Problem: Search the data for the string "total" and copy each line where it turns up.
☆ ☆ ☆ ☆
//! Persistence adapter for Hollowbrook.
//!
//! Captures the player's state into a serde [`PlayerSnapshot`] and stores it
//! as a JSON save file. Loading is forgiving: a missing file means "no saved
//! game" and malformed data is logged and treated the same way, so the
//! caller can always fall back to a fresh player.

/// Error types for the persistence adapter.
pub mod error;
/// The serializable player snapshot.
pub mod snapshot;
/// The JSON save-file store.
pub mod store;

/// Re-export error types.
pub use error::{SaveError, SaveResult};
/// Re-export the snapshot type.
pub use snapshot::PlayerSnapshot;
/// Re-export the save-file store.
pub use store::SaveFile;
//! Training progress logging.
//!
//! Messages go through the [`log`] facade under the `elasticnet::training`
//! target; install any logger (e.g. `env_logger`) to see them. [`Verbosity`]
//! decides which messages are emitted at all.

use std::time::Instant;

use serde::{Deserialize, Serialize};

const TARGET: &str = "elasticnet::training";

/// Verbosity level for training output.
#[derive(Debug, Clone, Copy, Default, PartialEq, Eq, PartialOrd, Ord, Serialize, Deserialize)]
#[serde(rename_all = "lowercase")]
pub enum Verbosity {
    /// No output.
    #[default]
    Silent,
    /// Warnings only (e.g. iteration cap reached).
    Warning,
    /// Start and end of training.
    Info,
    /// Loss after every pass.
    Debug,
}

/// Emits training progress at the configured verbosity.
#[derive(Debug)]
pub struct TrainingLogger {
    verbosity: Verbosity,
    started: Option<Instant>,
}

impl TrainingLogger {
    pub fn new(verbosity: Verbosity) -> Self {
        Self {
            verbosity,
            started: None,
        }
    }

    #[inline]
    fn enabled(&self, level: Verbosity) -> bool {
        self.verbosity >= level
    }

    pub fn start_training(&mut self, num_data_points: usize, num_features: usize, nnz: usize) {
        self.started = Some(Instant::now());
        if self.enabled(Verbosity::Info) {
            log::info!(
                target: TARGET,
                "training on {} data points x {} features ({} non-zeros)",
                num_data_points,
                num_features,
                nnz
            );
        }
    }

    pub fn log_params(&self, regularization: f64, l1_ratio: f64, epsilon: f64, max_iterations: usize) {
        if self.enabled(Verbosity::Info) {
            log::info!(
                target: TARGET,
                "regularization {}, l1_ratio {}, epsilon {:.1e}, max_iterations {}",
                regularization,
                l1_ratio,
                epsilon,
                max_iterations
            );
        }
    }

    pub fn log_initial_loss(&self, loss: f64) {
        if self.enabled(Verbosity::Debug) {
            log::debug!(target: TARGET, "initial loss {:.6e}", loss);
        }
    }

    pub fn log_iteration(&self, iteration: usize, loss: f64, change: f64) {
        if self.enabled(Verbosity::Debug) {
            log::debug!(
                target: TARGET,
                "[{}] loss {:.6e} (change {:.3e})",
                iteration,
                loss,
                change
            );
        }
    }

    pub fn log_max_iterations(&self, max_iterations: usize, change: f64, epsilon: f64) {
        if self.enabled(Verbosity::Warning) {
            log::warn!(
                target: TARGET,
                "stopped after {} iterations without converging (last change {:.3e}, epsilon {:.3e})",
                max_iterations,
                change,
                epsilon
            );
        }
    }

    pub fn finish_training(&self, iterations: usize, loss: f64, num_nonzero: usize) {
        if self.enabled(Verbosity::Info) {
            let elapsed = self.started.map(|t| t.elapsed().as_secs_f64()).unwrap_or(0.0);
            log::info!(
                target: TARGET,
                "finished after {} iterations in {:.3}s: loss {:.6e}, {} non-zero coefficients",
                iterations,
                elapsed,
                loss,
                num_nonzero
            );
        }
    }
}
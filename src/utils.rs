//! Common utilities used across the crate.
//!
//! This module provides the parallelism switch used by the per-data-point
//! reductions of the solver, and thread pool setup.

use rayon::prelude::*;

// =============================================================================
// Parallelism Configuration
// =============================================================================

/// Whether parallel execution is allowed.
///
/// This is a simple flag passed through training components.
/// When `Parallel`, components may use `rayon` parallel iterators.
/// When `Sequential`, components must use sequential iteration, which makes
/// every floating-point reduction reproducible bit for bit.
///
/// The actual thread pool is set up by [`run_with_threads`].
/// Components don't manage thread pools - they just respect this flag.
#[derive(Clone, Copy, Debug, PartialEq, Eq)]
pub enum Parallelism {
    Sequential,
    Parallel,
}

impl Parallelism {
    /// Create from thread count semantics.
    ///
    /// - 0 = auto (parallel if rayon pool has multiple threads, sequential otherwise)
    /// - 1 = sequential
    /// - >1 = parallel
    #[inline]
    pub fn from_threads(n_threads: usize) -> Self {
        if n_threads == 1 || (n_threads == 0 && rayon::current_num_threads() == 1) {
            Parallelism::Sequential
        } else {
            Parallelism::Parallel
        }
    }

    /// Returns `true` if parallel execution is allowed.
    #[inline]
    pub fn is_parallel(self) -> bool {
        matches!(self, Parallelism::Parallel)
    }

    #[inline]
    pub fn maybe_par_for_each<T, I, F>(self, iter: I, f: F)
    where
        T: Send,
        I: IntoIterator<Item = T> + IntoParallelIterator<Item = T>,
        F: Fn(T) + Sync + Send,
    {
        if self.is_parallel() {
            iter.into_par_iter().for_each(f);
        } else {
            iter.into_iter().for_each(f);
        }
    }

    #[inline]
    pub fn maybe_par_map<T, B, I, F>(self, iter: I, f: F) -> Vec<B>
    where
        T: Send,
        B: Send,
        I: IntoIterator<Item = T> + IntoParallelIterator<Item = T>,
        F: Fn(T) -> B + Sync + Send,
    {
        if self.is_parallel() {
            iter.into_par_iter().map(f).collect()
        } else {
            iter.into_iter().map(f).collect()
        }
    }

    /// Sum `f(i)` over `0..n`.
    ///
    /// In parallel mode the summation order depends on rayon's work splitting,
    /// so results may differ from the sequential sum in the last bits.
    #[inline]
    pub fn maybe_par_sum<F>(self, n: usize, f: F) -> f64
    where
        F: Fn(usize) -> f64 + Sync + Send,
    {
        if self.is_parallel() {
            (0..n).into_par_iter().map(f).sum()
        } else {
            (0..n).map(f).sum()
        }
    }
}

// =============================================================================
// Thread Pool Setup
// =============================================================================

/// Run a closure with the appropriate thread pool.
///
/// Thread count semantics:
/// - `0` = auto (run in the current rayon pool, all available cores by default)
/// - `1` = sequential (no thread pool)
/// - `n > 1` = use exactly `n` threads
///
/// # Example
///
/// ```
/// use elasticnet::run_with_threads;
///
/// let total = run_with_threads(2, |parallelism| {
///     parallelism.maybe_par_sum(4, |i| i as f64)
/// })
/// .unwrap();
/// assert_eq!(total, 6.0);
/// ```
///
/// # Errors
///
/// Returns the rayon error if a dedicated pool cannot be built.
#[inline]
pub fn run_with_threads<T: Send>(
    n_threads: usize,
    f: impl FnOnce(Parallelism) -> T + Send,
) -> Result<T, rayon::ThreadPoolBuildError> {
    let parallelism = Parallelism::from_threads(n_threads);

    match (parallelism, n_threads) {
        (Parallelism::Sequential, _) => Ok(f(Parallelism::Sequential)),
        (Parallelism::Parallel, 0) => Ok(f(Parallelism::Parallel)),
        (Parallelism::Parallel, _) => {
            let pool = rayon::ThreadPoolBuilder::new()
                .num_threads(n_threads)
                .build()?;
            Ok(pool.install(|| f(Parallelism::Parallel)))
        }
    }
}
☆ ☆ ☆ ☆
Written answer:
/// let total = run_with_threads(2, |parallelism| {
/// assert_eq!(total, 6.0);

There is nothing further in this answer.